- Born: 22 July 1956 (age 70)
- Education: Bangladesh Agricultural University
- Known for: Fruit tree improvement, agrobiodiversity research, horticultural development in Bangladesh
- Awards: Independence Award, 2026
- Scientific career
- Fields: Horticulture, Agricultural Science, Agroforestry, Plant Genetic Resources
- Workplaces: Daffodil International University Bangladesh Agricultural University

= M. A. Rahim =

Bangladeshi horticultural scientist and academic

M. Abdur Rahim (born 22 July 1956), published as M. A. Rahim, is a Bangladeshi horticultural scientist, agricultural researcher, and academic. In 2026, he awarded the highest civilian honour award, Independence Award, in recognition of his contribution to Research and training.

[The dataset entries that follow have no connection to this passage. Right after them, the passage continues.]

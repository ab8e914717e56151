//! Integration tests for the HTTP surface.
//!
//! Requests go through the full router with a scripted completion transport,
//! so the retry loop, the orchestrator and the SQLite stores all run for real.

use async_trait::async_trait;
use axum::{
    Router,
    body::Body,
    http::{Request, StatusCode},
};
use medisage_core::{APOLOGY, AttemptError, CompletionTransport};
use medisage_server::{
    config::{CompletionConfig, Config},
    routes,
    state::AppState,
};
use medisage_types::{CompletionRequest, CompletionResponse};
use serde_json::{Value, json};
use std::collections::VecDeque;
use std::sync::{Arc, Mutex};
use tempfile::TempDir;
use tower::ServiceExt;

type Reply = Result<CompletionResponse, AttemptError>;

/// Plays back canned replies in order; rejects once the script runs out.
struct ScriptedTransport {
    script: Mutex<VecDeque<Reply>>,
    requests: Mutex<Vec<CompletionRequest>>,
}

impl ScriptedTransport {
    fn new(script: Vec<Reply>) -> Self {
        Self {
            script: Mutex::new(script.into()),
            requests: Mutex::new(Vec::new()),
        }
    }

    fn calls(&self) -> usize {
        self.requests.lock().unwrap().len()
    }
}

#[async_trait]
impl CompletionTransport for ScriptedTransport {
    async fn send(&self, request: &CompletionRequest) -> Reply {
        self.requests.lock().unwrap().push(request.clone());
        self.script
            .lock()
            .unwrap()
            .pop_front()
            .unwrap_or_else(|| Err(AttemptError::Fatal("script exhausted".to_string())))
    }
}

fn reply(text: &str) -> Reply {
    Ok(serde_json::from_value(json!({
        "choices": [{"message": {"role": "assistant", "content": text}}]
    }))
    .unwrap())
}

fn unavailable() -> Reply {
    Err(AttemptError::Retryable("HTTP 503: Service Unavailable".to_string()))
}

struct TestApp {
    router: Router,
    transport: Arc<ScriptedTransport>,
    _tmp: TempDir,
}

fn create_test_app(script: Vec<Reply>) -> TestApp {
    let tmp = TempDir::new().unwrap();
    let config = Config {
        host: "127.0.0.1".to_string(),
        port: 0,
        db_path: tmp.path().join("test.db"),
        completion: CompletionConfig {
            base_delay_ms: 1,
            max_delay_ms: 5,
            deadline_secs: 5,
            ..CompletionConfig::default()
        },
        ..Config::default()
    };

    let transport = Arc::new(ScriptedTransport::new(script));
    let state = Arc::new(AppState::with_transport(config, transport.clone()).unwrap());

    TestApp {
        router: routes::router(state),
        transport,
        _tmp: tmp,
    }
}

impl TestApp {
    async fn call(&self, method: &str, uri: &str, body: Option<Value>) -> (StatusCode, Value) {
        let builder = Request::builder().method(method).uri(uri);
        let request = match body {
            Some(body) => builder
                .header("content-type", "application/json")
                .body(Body::from(body.to_string()))
                .unwrap(),
            None => builder.body(Body::empty()).unwrap(),
        };

        let response = self.router.clone().oneshot(request).await.unwrap();
        let status = response.status();
        let bytes = axum::body::to_bytes(response.into_body(), usize::MAX)
            .await
            .unwrap();
        let json = serde_json::from_slice(&bytes).unwrap_or(Value::Null);
        (status, json)
    }
}

#[tokio::test]
async fn test_chat_turn_round_trip() {
    let app = create_test_app(vec![reply("Stay hydrated.")]);

    let (status, body) = app
        .call(
            "POST",
            "/api/chat",
            Some(json!({"chatId": "c1", "userId": "u1", "message": "Any advice?"})),
        )
        .await;
    assert_eq!(status, StatusCode::OK);
    assert_eq!(body["success"], true);
    assert_eq!(body["chatId"], "c1");
    assert_eq!(body["response"], "Stay hydrated.");

    let (status, body) = app.call("GET", "/api/chat/c1?ownerId=u1", None).await;
    assert_eq!(status, StatusCode::OK);
    let turns = body["chat"]["turns"].as_array().unwrap();
    assert_eq!(turns.len(), 2);
    assert_eq!(turns[0]["role"], "user");
    assert_eq!(turns[1]["content"], "Stay hydrated.");
}

#[tokio::test]
async fn test_provider_recovers_after_four_failures() {
    let app = create_test_app(vec![
        unavailable(),
        unavailable(),
        unavailable(),
        unavailable(),
        reply("Back online."),
    ]);

    let (_, body) = app
        .call("POST", "/api/chat", Some(json!({"message": "hello"})))
        .await;
    assert_eq!(body["success"], true);
    assert_eq!(body["response"], "Back online.");
    assert_eq!(app.transport.calls(), 5);
}

#[tokio::test]
async fn test_failed_completion_stores_apology() {
    let app = create_test_app(vec![unavailable(); 5]);

    let (status, body) = app
        .call(
            "POST",
            "/api/chat",
            Some(json!({"chatId": "c1", "message": "Is this serious?"})),
        )
        .await;
    assert_eq!(status, StatusCode::OK);
    assert_eq!(body["success"], false);
    assert_eq!(body["response"], APOLOGY);

    let (_, body) = app.call("GET", "/api/chat/c1", None).await;
    let turns = body["chat"]["turns"].as_array().unwrap();
    assert_eq!(turns.len(), 2);
    assert_eq!(turns[0]["content"], "Is this serious?");
    assert_eq!(turns[1]["content"], APOLOGY);
}

#[tokio::test]
async fn test_empty_message_is_rejected() {
    let app = create_test_app(vec![]);

    let (status, body) = app
        .call("POST", "/api/chat", Some(json!({"chatId": "c1", "message": "   "})))
        .await;
    assert_eq!(status, StatusCode::BAD_REQUEST);
    assert_eq!(body["success"], false);
    assert!(body["error"].is_string());
    assert_eq!(app.transport.calls(), 0);

    let (status, _) = app.call("GET", "/api/chat/c1", None).await;
    assert_eq!(status, StatusCode::NOT_FOUND);
}

#[tokio::test]
async fn test_attachment_only_message_reaches_provider() {
    let app = create_test_app(vec![reply("I see an ECG trace.")]);

    let (_, body) = app
        .call(
            "POST",
            "/api/chat",
            Some(json!({
                "message": "",
                "attachments": [{"url": "https://files.example/ecg.png", "type": "image"}]
            })),
        )
        .await;
    assert_eq!(body["success"], true);

    let requests = app.transport.requests.lock().unwrap();
    let user = requests[0].messages.last().unwrap();
    let content = serde_json::to_value(&user.content).unwrap();
    assert_eq!(content[0]["type"], "image_url");
    assert_eq!(content[0]["image_url"]["url"], "https://files.example/ecg.png");
}

#[tokio::test]
async fn test_chat_history_lists_owner_sessions() {
    let app = create_test_app(vec![reply("a"), reply("b"), reply("c")]);

    for (chat, owner) in [("c1", "u1"), ("c2", "u1"), ("c3", "u2")] {
        app.call(
            "POST",
            "/api/chat",
            Some(json!({"chatId": chat, "userId": owner, "message": format!("question {}", chat)})),
        )
        .await;
    }

    let (status, body) = app.call("GET", "/api/chat-history?ownerId=u1", None).await;
    assert_eq!(status, StatusCode::OK);
    let chats = body["chats"].as_array().unwrap();
    assert_eq!(chats.len(), 2);
    assert_eq!(chats[0]["id"], "c2");
    assert_eq!(chats[0]["title"], "question c2");
    assert_eq!(chats[0]["messageCount"], 1);

    let (_, body) = app
        .call("GET", "/api/chat-history?ownerId=u1&limit=1", None)
        .await;
    assert_eq!(body["chats"].as_array().unwrap().len(), 1);
}

#[tokio::test]
async fn test_session_ownership() {
    let app = create_test_app(vec![reply("ok")]);
    app.call(
        "POST",
        "/api/chat",
        Some(json!({"chatId": "c1", "userId": "u1", "message": "private"})),
    )
    .await;

    let (status, body) = app.call("GET", "/api/chat/c1?ownerId=u2", None).await;
    assert_eq!(status, StatusCode::FORBIDDEN);
    assert_eq!(body["success"], false);

    let (status, _) = app.call("GET", "/api/chat/missing?ownerId=u1", None).await;
    assert_eq!(status, StatusCode::NOT_FOUND);

    let (status, _) = app.call("DELETE", "/api/chat/c1?ownerId=u2", None).await;
    assert_eq!(status, StatusCode::NOT_FOUND);

    let (status, body) = app.call("DELETE", "/api/chat/c1?ownerId=u1", None).await;
    assert_eq!(status, StatusCode::OK);
    assert_eq!(body["success"], true);

    let (status, _) = app.call("GET", "/api/chat/c1?ownerId=u1", None).await;
    assert_eq!(status, StatusCode::NOT_FOUND);
}

#[tokio::test]
async fn test_append_turns_upserts() {
    let app = create_test_app(vec![]);
    let batch = |q: &str, a: &str| {
        json!({
            "ownerId": "u1",
            "turns": [
                {"role": "user", "content": q},
                {"role": "assistant", "content": a}
            ]
        })
    };

    let (status, body) = app
        .call("POST", "/api/chat/c9/turns", Some(batch("q1", "a1")))
        .await;
    assert_eq!(status, StatusCode::OK);
    assert_eq!(body["chat"]["ownerId"], "u1");

    let (_, body) = app
        .call("POST", "/api/chat/c9/turns", Some(batch("q2", "a2")))
        .await;
    let contents: Vec<&str> = body["chat"]["turns"]
        .as_array()
        .unwrap()
        .iter()
        .map(|t| t["content"].as_str().unwrap())
        .collect();
    assert_eq!(contents, vec!["q1", "a1", "q2", "a2"]);
    assert_eq!(app.transport.calls(), 0);
}

#[tokio::test]
async fn test_assessment_submission_and_lookup() {
    let app = create_test_app(vec![]);

    let (status, body) = app
        .call(
            "POST",
            "/api/assessments",
            Some(json!({
                "testVariant": "heart-test-1",
                "ownerId": "u1",
                "form": {
                    "age": 65, "cp": 3, "trestbps": 150, "chol": 250, "fbs": "1",
                    "restecg": "2", "thalach": 100, "exang": "1", "oldpeak": 3.0, "ca": "3"
                }
            })),
        )
        .await;
    assert_eq!(status, StatusCode::OK);
    assert_eq!(body["success"], true);
    assert_eq!(body["score"], 20);
    assert_eq!(body["riskLabel"], "High");

    let test_id = body["testId"].as_str().unwrap().to_string();
    let (status, body) = app
        .call("GET", &format!("/api/assessments/{}", test_id), None)
        .await;
    assert_eq!(status, StatusCode::OK);
    assert_eq!(body["test"]["testVariant"], "heart-test-1");
    assert_eq!(body["test"]["inputForm"]["age"], 65);

    let (_, body) = app.call("GET", "/api/assessments?ownerId=u1", None).await;
    assert_eq!(body["tests"].as_array().unwrap().len(), 1);
}

#[tokio::test]
async fn test_unsupported_variant_is_rejected() {
    let app = create_test_app(vec![]);

    let (status, body) = app
        .call(
            "POST",
            "/api/assessments",
            Some(json!({"testVariant": "lung-test", "form": {}})),
        )
        .await;
    assert_eq!(status, StatusCode::BAD_REQUEST);
    assert_eq!(body["success"], false);

    let (status, _) = app.call("GET", "/api/assessments/not-a-uuid", None).await;
    assert_eq!(status, StatusCode::BAD_REQUEST);

    let (status, _) = app
        .call(
            "GET",
            "/api/assessments/00000000-0000-4000-8000-000000000000",
            None,
        )
        .await;
    assert_eq!(status, StatusCode::NOT_FOUND);
}

#[tokio::test]
async fn test_malformed_bodies_use_envelope() {
    let app = create_test_app(vec![]);

    let (status, body) = app
        .call("POST", "/api/assessments", Some(json!({"form": {}})))
        .await;
    assert!(status.is_client_error());
    assert_eq!(body["success"], false);
    assert!(body["error"].as_str().unwrap().contains("testVariant"));

    let (status, body) = app
        .call("POST", "/api/chat/c1/turns", Some(json!({"turns": "nope"})))
        .await;
    assert!(status.is_client_error());
    assert_eq!(body["success"], false);
    assert!(body["error"].is_string());

    let (status, _) = app.call("GET", "/api/chat/c1", None).await;
    assert_eq!(status, StatusCode::NOT_FOUND);
}

#[tokio::test]
async fn test_unreadable_body_and_query_use_envelope() {
    let app = create_test_app(vec![]);

    let request = Request::builder()
        .method("POST")
        .uri("/api/chat")
        .header("content-type", "application/json")
        .body(Body::from("{not json"))
        .unwrap();
    let response = app.router.clone().oneshot(request).await.unwrap();
    assert_eq!(response.status(), StatusCode::BAD_REQUEST);
    let bytes = axum::body::to_bytes(response.into_body(), usize::MAX)
        .await
        .unwrap();
    let body: Value = serde_json::from_slice(&bytes).unwrap();
    assert_eq!(body["success"], false);

    let (status, body) = app
        .call("GET", "/api/chat-history?ownerId=u1&limit=many", None)
        .await;
    assert_eq!(status, StatusCode::BAD_REQUEST);
    assert_eq!(body["success"], false);
    assert_eq!(app.transport.calls(), 0);
}

#[tokio::test]
async fn test_health() {
    let app = create_test_app(vec![]);
    let (status, body) = app.call("GET", "/api/health", None).await;
    assert_eq!(status, StatusCode::OK);
    assert_eq!(body["status"], "ok");
}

== Early life and education ==

Rahim completed his higher education in agriculture and horticulture in Bangladesh and the United Kingdom. He earned a Bachelor of Science (BSc) in Agriculture from Bangladesh Agricultural University in 1980, and later obtained a Doctor of Philosophy (PhD) in Horticulture from the University of London in 1988.

== Academic career ==

Abdur Rahim has served as the Director of the BAU Germplasm Centre since 1991. He currently serves as a Professor and Head of the Department of Agricultural Science at Daffodil International University (DIU). He is known for his contributions to fruit tree improvement, conservation of plant genetic resources, agrobiodiversity, and sustainable horticultural practices in Bangladesh.

Rahim previously served as a long-time faculty member at Bangladesh Agricultural University, where he played a role in establishing the BAU Germplasm Centre and advancing national fruit research programs.

=== Research and contributions ===
- Directing one of Bangladesh's largest fruit germplasm collections at BAU.
- Leading the development and field adaptation of the “BAU Kul-1” fruit variety (1999–2003).
- Conducting long-term research on mango, jackfruit, garlic, onion and carrot improvement with national and international partners.
- Leading nationwide studies on agrobiodiversity, dietary diversity and food safety in coastal and hill regions.